つながるクルマの世界展開、ソフトウェア開発力と運用体制を拡充する

市場ニーズの多様化に加え、MaaS(移動手段のサービス化)やCASE(コネクテッド、自律、シェア、電動)といった新たな領域が進展している。情報通信技術のひとつIoT(モノのインターネット)の活用が進む現在、自動車業界では――

異業種の参入やライドシェア・カーシェアをはじめとする新たなサービスの誕生により、クルマの価値そのものが大きく変化しつつある。また、情報通信業界では、クラウドサービス、ビッグデータ、AI等の技術の急速な進展により、全く新しいデジタルサービスが驚くべきスピードで登場していて、それらの技術の活用可否が自社の事業拡大により直接的な影響を与える時代となりつつあるという。

トヨタコネクティッドNTTデータは、トヨタ自動車がグローバル展開するモビリティサービス・プラットフォーム(MSPF)の機能・サービスの拡張、コネクティッドカー展開国拡大に伴うソフトウエア開発力と運用体制の拡充を目的として、今月1日に業務提携した。両社が保有する強みを掛け合わせ、さらに強固なMSPFの開発と拡大する車両ビッグデータへの対応力と活用力を強化していく。

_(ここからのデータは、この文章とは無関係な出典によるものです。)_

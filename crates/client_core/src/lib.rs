use std::{
    future::Future,
    sync::{
        atomic::{AtomicU64, Ordering},
        Arc,
    },
};

use shared::{
    domain::{Cart, Product, ProductId, UserId},
    protocol::{AddToCartRequest, UpdateCartItemRequest},
};
use tokio::sync::{broadcast, Mutex, RwLock};
use tracing::{debug, info, warn};

pub mod api;
pub mod catalog;
pub mod error;

pub use api::{HttpStorefrontApi, MissingStorefrontApi, StorefrontApi, DEFAULT_API_BASE_URL};
pub use catalog::demo_products;
pub use error::ClientError;

/// Quantity sent by the "Add to Cart" action.
pub const DEFAULT_ADD_QUANTITY: u32 = 1;

#[derive(Debug, Clone)]
pub enum SyncEvent {
    ProductsUpdated(Vec<Product>),
    CartUpdated(Cart),
}

#[derive(Default)]
struct SyncState {
    products: Vec<Product>,
    cart: Option<Cart>,
    applied_cart_ticket: u64,
}

/// Keeps the catalog and one user's cart in step with the cart service.
///
/// The service is the source of truth: every mutation is followed by a full
/// cart refetch and nothing is patched locally. Mutations are serialized per
/// synchronizer, and each cart fetch carries a ticket so that a response
/// overtaken by a newer one is dropped instead of applied.
pub struct CartSync {
    api: Arc<dyn StorefrontApi>,
    user_id: UserId,
    state: RwLock<SyncState>,
    cart_tickets: AtomicU64,
    mutations: Mutex<()>,
    events: broadcast::Sender<SyncEvent>,
}

impl CartSync {
    pub fn new(api: Arc<dyn StorefrontApi>, user_id: UserId) -> Arc<Self> {
        let (events, _) = broadcast::channel(256);
        Arc::new(Self {
            api,
            user_id,
            state: RwLock::new(SyncState::default()),
            cart_tickets: AtomicU64::new(0),
            mutations: Mutex::new(()),
            events,
        })
    }

    pub fn subscribe_events(&self) -> broadcast::Receiver<SyncEvent> {
        self.events.subscribe()
    }

    pub async fn products(&self) -> Vec<Product> {
        self.state.read().await.products.clone()
    }

    pub async fn cart(&self) -> Option<Cart> {
        self.state.read().await.cart.clone()
    }

    /// Initial load: catalog and cart are requested concurrently and both
    /// must settle before the caller leaves its loading state.
    pub async fn mount(&self) -> (Vec<Product>, Option<Cart>) {
        let (products, _) = futures::join!(self.load_products(), self.load_cart());
        let cart = self.cart().await;
        info!(
            user_id = %self.user_id,
            products = products.len(),
            cart_items = cart.as_ref().map_or(0, |cart| cart.items.len()),
            "storefront mounted"
        );
        (products, cart)
    }

    pub async fn load_products(&self) -> Vec<Product> {
        let products = match self.api.list_products().await {
            Ok(products) if !products.is_empty() => products,
            Ok(_) => {
                info!("product service returned an empty catalog; using demo products");
                demo_products()
            }
            Err(err) => {
                warn!("error fetching products, using demo products: {err}");
                demo_products()
            }
        };

        self.state.write().await.products = products.clone();
        let _ = self.events.send(SyncEvent::ProductsUpdated(products.clone()));
        products
    }

    /// Returns the cart this fetch applied. `None` means the fetch failed or
    /// was overtaken by a newer one; either way the previously applied cart
    /// stays in place.
    pub async fn load_cart(&self) -> Option<Cart> {
        let ticket = self.next_cart_ticket();
        match self.api.fetch_cart(&self.user_id).await {
            Ok(cart) => self
                .apply_cart(ticket, cart.clone())
                .await
                .then_some(cart),
            Err(err) if err.is_not_found() => {
                debug!(user_id = %self.user_id, "no cart on the service yet");
                None
            }
            Err(err) => {
                warn!(user_id = %self.user_id, "error fetching cart: {err}");
                None
            }
        }
    }

    pub async fn add_item(&self, product_id: &ProductId, quantity: u32) {
        let request = AddToCartRequest {
            user_id: self.user_id.clone(),
            product_id: product_id.clone(),
            quantity,
        };
        self.mutate("add_item", self.api.add_to_cart(&request)).await;
    }

    /// A quantity of zero asks the service to drop the line.
    pub async fn set_quantity(&self, product_id: &ProductId, quantity: u32) {
        let request = UpdateCartItemRequest {
            product_id: product_id.clone(),
            quantity,
        };
        self.mutate(
            "set_quantity",
            self.api.update_cart_item(&self.user_id, &request),
        )
        .await;
    }

    pub async fn remove_item(&self, product_id: &ProductId) {
        self.mutate(
            "remove_item",
            self.api.remove_cart_item(&self.user_id, product_id),
        )
        .await;
    }

    pub async fn clear_cart(&self) {
        self.mutate("clear_cart", self.api.clear_cart(&self.user_id)).await;
    }

    pub async fn health(&self) -> bool {
        match self.api.health().await {
            Ok(response) => response.is_ok(),
            Err(err) => {
                warn!("health check failed: {err}");
                false
            }
        }
    }

    /// Runs one mutation and its resync while holding the mutation lock.
    /// The resync happens whether or not the mutation succeeded.
    async fn mutate<F>(&self, operation: &'static str, request: F)
    where
        F: Future<Output = Result<(), ClientError>>,
    {
        let _serialized = self.mutations.lock().await;
        match request.await {
            Ok(()) => debug!(operation, user_id = %self.user_id, "cart mutation accepted"),
            Err(err) => warn!(operation, user_id = %self.user_id, "cart mutation failed: {err}"),
        }
        self.load_cart().await;
    }

    fn next_cart_ticket(&self) -> u64 {
        self.cart_tickets.fetch_add(1, Ordering::SeqCst) + 1
    }

    /// Publishes while the write guard is held so subscribers see carts in
    /// the same order they were applied.
    async fn apply_cart(&self, ticket: u64, cart: Cart) -> bool {
        let mut guard = self.state.write().await;
        if ticket <= guard.applied_cart_ticket {
            debug!(
                ticket,
                applied = guard.applied_cart_ticket,
                "discarding stale cart response"
            );
            return false;
        }
        guard.applied_cart_ticket = ticket;
        guard.cart = Some(cart.clone());
        let _ = self.events.send(SyncEvent::CartUpdated(cart));
        true
    }
}

#[cfg(test)]
#[path = "tests/support.rs"]
mod test_support;

#[cfg(test)]
#[path = "tests/lib_tests.rs"]
mod tests;
//! Plain-text rendering of the storefront. Everything shown is derived from
//! [`ViewState`]; amounts come straight from the fetched data.

use std::fmt::Write as _;

use shared::domain::{Cart, Product};

use crate::controller::reducer::{ViewPhase, ViewState};

const STORE_TITLE: &str = "Tech Store 🛍️";
const RULE: &str = "------------------------------------------------------------";

pub fn render(state: &ViewState) -> String {
    let mut out = String::new();
    match state.phase {
        ViewPhase::Loading => {
            out.push_str("Loading storefront...\n");
        }
        ViewPhase::Ready => {
            render_header(&mut out, state.cart_badge());
            render_catalog(&mut out, &state.products);
            render_cart(&mut out, state.cart.as_ref());
        }
    }
    if !state.status.is_empty() {
        let _ = writeln!(out, "> {}", state.status);
    }
    out
}

fn render_header(out: &mut String, badge: usize) {
    if badge > 0 {
        let _ = writeln!(out, "{STORE_TITLE}    🛒 ({badge})");
    } else {
        let _ = writeln!(out, "{STORE_TITLE}    🛒");
    }
    let _ = writeln!(out, "{RULE}");
}

pub fn render_catalog(out: &mut String, products: &[Product]) {
    for product in products {
        let _ = writeln!(
            out,
            "[{id}] {emoji}  {name}",
            id = product.id,
            emoji = product.display_emoji(),
            name = product.name
        );
        let _ = writeln!(
            out,
            "     ${:.2}    Stock: {}    Add to Cart: add {}",
            product.price, product.stock, product.id
        );
    }
    let _ = writeln!(out, "{RULE}");
}

pub fn render_cart(out: &mut String, cart: Option<&Cart>) {
    let _ = writeln!(out, "Shopping Cart");
    let Some(cart) = cart.filter(|cart| !cart.is_empty()) else {
        let _ = writeln!(out, "  🛒 Your cart is empty");
        let _ = writeln!(out, "  Add some products to your cart");
        return;
    };

    for item in &cart.items {
        let _ = writeln!(
            out,
            "  {name}  ${price:.2} each   [-] {quantity} [+] [x]   Subtotal: ${subtotal:.2}",
            name = item.name,
            price = item.price,
            quantity = item.quantity,
            subtotal = item.line_subtotal()
        );
        let _ = writeln!(
            out,
            "    dec {id} | inc {id} | rm {id}",
            id = item.product_id
        );
    }
    let _ = writeln!(out, "  Total: ${:.2}", cart.total);
}

#[cfg(test)]
#[path = "../tests/render_tests.rs"]
mod tests;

前者はMSPFの開発と、世界中で毎年数百万台単位で増加するコネクティッドカーからのビッグデータ収集・運用業務を、日米を中心に世界7地域で取り組んでいて、後者は世界50以上の国と地域にて、デジタルを活用した新たな市場の創出、より質の高いサービスの提供に取り組んでいる。そして両社は今回、協同開発と人財交流を通じてグローバルでの開発・運用力の強化及び高度化を図る。

中期的には、トヨタコネクティッドの持つ顧客接点と、NTTデータの流通・小売・金融業界などの顧客基盤を両社で相互活用し、スマートシティ構想も視野に入れたMSPFのサービス力強化と、グローバル規模でのさらなるプラットフォーム事業の拡大を推進。両社連携によるシナジー効果の最大化を目指すという。